Since only part of the material below is wanted, output exactly the lines from the one with "const PHYSICS_HZ_ENV_VAR: &str" up to and including the one with "pub struct LoopConfig".
================================
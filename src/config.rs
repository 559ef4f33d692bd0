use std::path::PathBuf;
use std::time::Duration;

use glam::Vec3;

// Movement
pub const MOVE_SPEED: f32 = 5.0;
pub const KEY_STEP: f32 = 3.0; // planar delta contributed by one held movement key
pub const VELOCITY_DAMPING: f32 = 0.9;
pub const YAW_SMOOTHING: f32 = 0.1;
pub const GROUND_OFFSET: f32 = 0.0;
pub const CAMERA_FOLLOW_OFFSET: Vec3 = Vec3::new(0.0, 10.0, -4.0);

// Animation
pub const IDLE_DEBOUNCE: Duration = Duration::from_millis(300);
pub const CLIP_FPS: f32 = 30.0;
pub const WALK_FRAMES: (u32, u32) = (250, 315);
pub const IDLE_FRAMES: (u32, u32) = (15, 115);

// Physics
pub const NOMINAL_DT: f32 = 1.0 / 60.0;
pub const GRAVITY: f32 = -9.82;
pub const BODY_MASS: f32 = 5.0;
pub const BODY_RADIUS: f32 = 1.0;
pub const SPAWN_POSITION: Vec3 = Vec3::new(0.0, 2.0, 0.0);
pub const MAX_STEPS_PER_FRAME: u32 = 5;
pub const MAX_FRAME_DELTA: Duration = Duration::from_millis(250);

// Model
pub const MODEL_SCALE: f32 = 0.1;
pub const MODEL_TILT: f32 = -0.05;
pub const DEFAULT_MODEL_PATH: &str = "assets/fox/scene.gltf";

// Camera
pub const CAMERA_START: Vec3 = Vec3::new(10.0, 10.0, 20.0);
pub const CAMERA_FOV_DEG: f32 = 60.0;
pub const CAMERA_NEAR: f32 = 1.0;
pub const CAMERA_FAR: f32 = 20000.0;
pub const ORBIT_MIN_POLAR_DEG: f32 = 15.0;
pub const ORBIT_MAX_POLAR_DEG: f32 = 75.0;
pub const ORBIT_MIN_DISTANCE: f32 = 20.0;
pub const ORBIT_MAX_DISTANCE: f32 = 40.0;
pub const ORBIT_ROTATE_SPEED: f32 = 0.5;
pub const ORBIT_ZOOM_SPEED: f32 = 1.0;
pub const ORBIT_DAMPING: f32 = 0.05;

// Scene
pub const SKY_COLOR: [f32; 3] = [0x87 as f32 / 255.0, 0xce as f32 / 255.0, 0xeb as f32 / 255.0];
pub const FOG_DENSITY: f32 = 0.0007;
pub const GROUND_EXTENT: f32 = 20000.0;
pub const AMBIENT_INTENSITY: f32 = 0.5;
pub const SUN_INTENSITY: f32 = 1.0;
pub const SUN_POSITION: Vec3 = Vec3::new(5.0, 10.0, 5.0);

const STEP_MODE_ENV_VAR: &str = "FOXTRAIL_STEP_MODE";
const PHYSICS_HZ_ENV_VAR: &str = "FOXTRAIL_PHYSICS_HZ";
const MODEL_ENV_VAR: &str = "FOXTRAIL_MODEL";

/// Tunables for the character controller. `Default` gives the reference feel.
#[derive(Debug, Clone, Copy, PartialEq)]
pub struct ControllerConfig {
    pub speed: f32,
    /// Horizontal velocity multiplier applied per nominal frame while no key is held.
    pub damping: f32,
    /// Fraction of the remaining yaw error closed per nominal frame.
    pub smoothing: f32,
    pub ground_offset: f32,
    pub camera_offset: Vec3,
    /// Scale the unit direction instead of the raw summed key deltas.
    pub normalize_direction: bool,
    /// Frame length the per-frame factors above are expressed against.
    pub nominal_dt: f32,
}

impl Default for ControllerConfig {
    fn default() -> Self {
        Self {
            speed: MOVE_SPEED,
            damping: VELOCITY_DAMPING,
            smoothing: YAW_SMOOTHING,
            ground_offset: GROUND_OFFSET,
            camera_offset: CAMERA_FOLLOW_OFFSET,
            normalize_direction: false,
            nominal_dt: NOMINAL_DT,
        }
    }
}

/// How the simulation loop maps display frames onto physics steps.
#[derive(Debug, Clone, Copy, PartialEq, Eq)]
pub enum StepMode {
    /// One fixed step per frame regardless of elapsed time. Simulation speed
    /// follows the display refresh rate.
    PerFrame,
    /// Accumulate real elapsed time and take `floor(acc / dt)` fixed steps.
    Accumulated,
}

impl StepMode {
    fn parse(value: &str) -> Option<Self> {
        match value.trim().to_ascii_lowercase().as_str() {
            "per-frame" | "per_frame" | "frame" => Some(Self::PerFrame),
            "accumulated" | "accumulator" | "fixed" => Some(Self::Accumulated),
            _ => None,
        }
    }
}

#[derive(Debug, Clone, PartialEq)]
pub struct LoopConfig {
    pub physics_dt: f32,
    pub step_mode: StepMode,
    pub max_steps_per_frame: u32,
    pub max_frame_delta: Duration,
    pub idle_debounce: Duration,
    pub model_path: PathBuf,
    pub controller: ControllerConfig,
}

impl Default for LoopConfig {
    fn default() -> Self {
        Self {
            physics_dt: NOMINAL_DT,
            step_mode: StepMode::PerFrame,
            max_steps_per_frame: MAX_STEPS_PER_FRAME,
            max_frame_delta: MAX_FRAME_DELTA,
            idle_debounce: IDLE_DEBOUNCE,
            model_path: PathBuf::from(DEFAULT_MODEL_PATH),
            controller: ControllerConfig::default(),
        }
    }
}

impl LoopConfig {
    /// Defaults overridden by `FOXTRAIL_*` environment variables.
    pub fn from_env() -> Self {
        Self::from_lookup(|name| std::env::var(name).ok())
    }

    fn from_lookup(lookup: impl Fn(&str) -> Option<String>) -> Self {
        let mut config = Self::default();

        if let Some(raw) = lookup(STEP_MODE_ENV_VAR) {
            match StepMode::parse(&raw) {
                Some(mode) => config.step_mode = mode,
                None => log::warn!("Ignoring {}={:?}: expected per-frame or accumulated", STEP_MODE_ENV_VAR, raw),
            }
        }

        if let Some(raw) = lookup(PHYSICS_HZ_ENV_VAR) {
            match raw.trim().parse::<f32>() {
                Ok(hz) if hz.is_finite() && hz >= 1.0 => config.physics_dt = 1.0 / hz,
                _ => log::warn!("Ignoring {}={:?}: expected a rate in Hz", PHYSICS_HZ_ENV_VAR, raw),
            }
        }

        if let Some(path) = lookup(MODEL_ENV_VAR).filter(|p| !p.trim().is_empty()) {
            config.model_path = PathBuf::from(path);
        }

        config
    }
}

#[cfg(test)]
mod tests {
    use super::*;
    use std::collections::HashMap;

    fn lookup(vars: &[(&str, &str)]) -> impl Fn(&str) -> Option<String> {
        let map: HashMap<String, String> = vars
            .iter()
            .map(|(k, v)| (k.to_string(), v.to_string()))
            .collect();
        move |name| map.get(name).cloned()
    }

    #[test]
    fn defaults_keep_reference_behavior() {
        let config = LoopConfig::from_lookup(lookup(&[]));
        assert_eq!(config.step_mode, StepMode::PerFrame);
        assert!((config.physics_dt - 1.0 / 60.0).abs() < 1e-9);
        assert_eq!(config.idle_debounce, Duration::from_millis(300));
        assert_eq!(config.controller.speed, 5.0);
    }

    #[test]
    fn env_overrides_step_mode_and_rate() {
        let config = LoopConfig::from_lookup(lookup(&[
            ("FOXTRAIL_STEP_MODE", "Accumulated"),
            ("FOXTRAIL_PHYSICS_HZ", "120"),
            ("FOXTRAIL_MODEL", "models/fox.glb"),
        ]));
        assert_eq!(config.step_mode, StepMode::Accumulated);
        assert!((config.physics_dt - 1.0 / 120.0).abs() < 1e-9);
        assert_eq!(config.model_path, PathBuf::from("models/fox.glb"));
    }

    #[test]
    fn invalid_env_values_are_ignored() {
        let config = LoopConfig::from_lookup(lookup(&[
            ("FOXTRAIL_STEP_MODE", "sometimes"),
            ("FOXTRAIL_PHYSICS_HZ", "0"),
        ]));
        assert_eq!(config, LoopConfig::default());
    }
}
================================
Answer to this problem:
const PHYSICS_HZ_ENV_VAR: &str = "FOXTRAIL_PHYSICS_HZ";
const MODEL_ENV_VAR: &str = "FOXTRAIL_MODEL";

/// Tunables for the character controller. `Default` gives the reference feel.
#[derive(Debug, Clone, Copy, PartialEq)]
pub struct ControllerConfig {
    pub speed: f32,
    /// Horizontal velocity multiplier applied per nominal frame while no key is held.
    pub damping: f32,
    /// Fraction of the remaining yaw error closed per nominal frame.
    pub smoothing: f32,
    pub ground_offset: f32,
    pub camera_offset: Vec3,
    /// Scale the unit direction instead of the raw summed key deltas.
    pub normalize_direction: bool,
    /// Frame length the per-frame factors above are expressed against.
    pub nominal_dt: f32,
}

impl Default for ControllerConfig {
    fn default() -> Self {
        Self {
            speed: MOVE_SPEED,
            damping: VELOCITY_DAMPING,
            smoothing: YAW_SMOOTHING,
            ground_offset: GROUND_OFFSET,
            camera_offset: CAMERA_FOLLOW_OFFSET,
            normalize_direction: false,
            nominal_dt: NOMINAL_DT,
        }
    }
}

/// How the simulation loop maps display frames onto physics steps.
#[derive(Debug, Clone, Copy, PartialEq, Eq)]
pub enum StepMode {
    /// One fixed step per frame regardless of elapsed time. Simulation speed
    /// follows the display refresh rate.
    PerFrame,
    /// Accumulate real elapsed time and take `floor(acc / dt)` fixed steps.
    Accumulated,
}

impl StepMode {
    fn parse(value: &str) -> Option<Self> {
        match value.trim().to_ascii_lowercase().as_str() {
            "per-frame" | "per_frame" | "frame" => Some(Self::PerFrame),
            "accumulated" | "accumulator" | "fixed" => Some(Self::Accumulated),
            _ => None,
        }
    }
}

#[derive(Debug, Clone, PartialEq)]
pub struct LoopConfig {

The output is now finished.